The records need to be set down again exactly as they appear.

## Records provided
+++
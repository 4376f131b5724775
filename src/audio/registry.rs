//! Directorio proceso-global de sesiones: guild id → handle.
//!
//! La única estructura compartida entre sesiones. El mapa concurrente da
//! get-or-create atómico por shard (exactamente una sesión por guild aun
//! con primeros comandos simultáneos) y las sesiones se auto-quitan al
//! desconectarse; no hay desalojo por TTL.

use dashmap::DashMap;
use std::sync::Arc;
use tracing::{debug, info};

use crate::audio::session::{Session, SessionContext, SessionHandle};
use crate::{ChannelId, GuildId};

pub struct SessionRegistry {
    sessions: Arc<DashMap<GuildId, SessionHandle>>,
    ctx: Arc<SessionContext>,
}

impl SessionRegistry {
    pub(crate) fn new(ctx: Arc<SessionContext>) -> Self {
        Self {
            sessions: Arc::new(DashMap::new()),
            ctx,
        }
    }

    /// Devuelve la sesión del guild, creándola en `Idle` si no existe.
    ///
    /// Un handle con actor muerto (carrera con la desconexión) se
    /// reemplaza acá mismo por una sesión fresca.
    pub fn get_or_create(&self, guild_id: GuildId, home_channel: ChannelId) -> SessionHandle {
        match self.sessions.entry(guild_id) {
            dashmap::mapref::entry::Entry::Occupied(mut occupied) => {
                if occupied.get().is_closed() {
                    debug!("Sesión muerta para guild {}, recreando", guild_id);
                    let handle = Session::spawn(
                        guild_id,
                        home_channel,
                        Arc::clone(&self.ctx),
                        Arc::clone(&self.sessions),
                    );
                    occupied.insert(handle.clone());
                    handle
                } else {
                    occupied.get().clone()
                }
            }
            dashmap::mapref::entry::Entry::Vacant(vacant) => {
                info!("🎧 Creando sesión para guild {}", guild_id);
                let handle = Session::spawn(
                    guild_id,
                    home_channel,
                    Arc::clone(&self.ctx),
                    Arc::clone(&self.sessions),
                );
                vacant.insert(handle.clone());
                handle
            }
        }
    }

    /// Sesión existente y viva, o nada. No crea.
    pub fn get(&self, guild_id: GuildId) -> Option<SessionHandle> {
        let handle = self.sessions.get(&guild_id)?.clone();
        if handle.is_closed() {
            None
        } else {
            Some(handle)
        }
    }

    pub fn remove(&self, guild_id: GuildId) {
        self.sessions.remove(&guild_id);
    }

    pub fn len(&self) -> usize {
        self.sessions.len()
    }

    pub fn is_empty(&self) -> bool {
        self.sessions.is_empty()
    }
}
+++
## Response area
repository 4376f131b5724775
filename src/audio/registry.rs
//! Directorio proceso-global de sesiones: guild id → handle.
//!
//! La única estructura compartida entre sesiones. El mapa concurrente da
//! get-or-create atómico por shard (exactamente una sesión por guild aun
//! con primeros comandos simultáneos) y las sesiones se auto-quitan al
//! desconectarse; no hay desalojo por TTL.

use dashmap::DashMap;
use std::sync::Arc;
use tracing::{debug, info};

use crate::audio::session::{Session, SessionContext, SessionHandle};
use crate::{ChannelId, GuildId};

pub struct SessionRegistry {
    sessions: Arc<DashMap<GuildId, SessionHandle>>,
    ctx: Arc<SessionContext>,
}

impl SessionRegistry {
    pub(crate) fn new(ctx: Arc<SessionContext>) -> Self {
        Self {
            sessions: Arc::new(DashMap::new()),
            ctx,
        }
    }

    /// Devuelve la sesión del guild, creándola en `Idle` si no existe.
    ///
    /// Un handle con actor muerto (carrera con la desconexión) se
    /// reemplaza acá mismo por una sesión fresca.
    pub fn get_or_create(&self, guild_id: GuildId, home_channel: ChannelId) -> SessionHandle {
        match self.sessions.entry(guild_id) {
            dashmap::mapref::entry::Entry::Occupied(mut occupied) => {
                if occupied.get().is_closed() {
                    debug!("Sesión muerta para guild {}, recreando", guild_id);
                    let handle = Session::spawn(
                        guild_id,
                        home_channel,
                        Arc::clone(&self.ctx),
                        Arc::clone(&self.sessions),
                    );
                    occupied.insert(handle.clone());
                    handle
                } else {
                    occupied.get().clone()
                }
            }
            dashmap::mapref::entry::Entry::Vacant(vacant) => {
                info!("🎧 Creando sesión para guild {}", guild_id);
                let handle = Session::spawn(
                    guild_id,
                    home_channel,
                    Arc::clone(&self.ctx),
                    Arc::clone(&self.sessions),
                );
                vacant.insert(handle.clone());
                handle
            }
        }
    }

    /// Sesión existente y viva, o nada. No crea.
    pub fn get(&self, guild_id: GuildId) -> Option<SessionHandle> {
        let handle = self.sessions.get(&guild_id)?.clone();
        if handle.is_closed() {
            None
        } else {
            Some(handle)
        }
    }

    pub fn remove(&self, guild_id: GuildId) {
        self.sessions.remove(&guild_id);
    }

    pub fn len(&self) -> usize {
        self.sessions.len()
    }

    pub fn is_empty(&self) -> bool {
        self.sessions.is_empty()
    }
}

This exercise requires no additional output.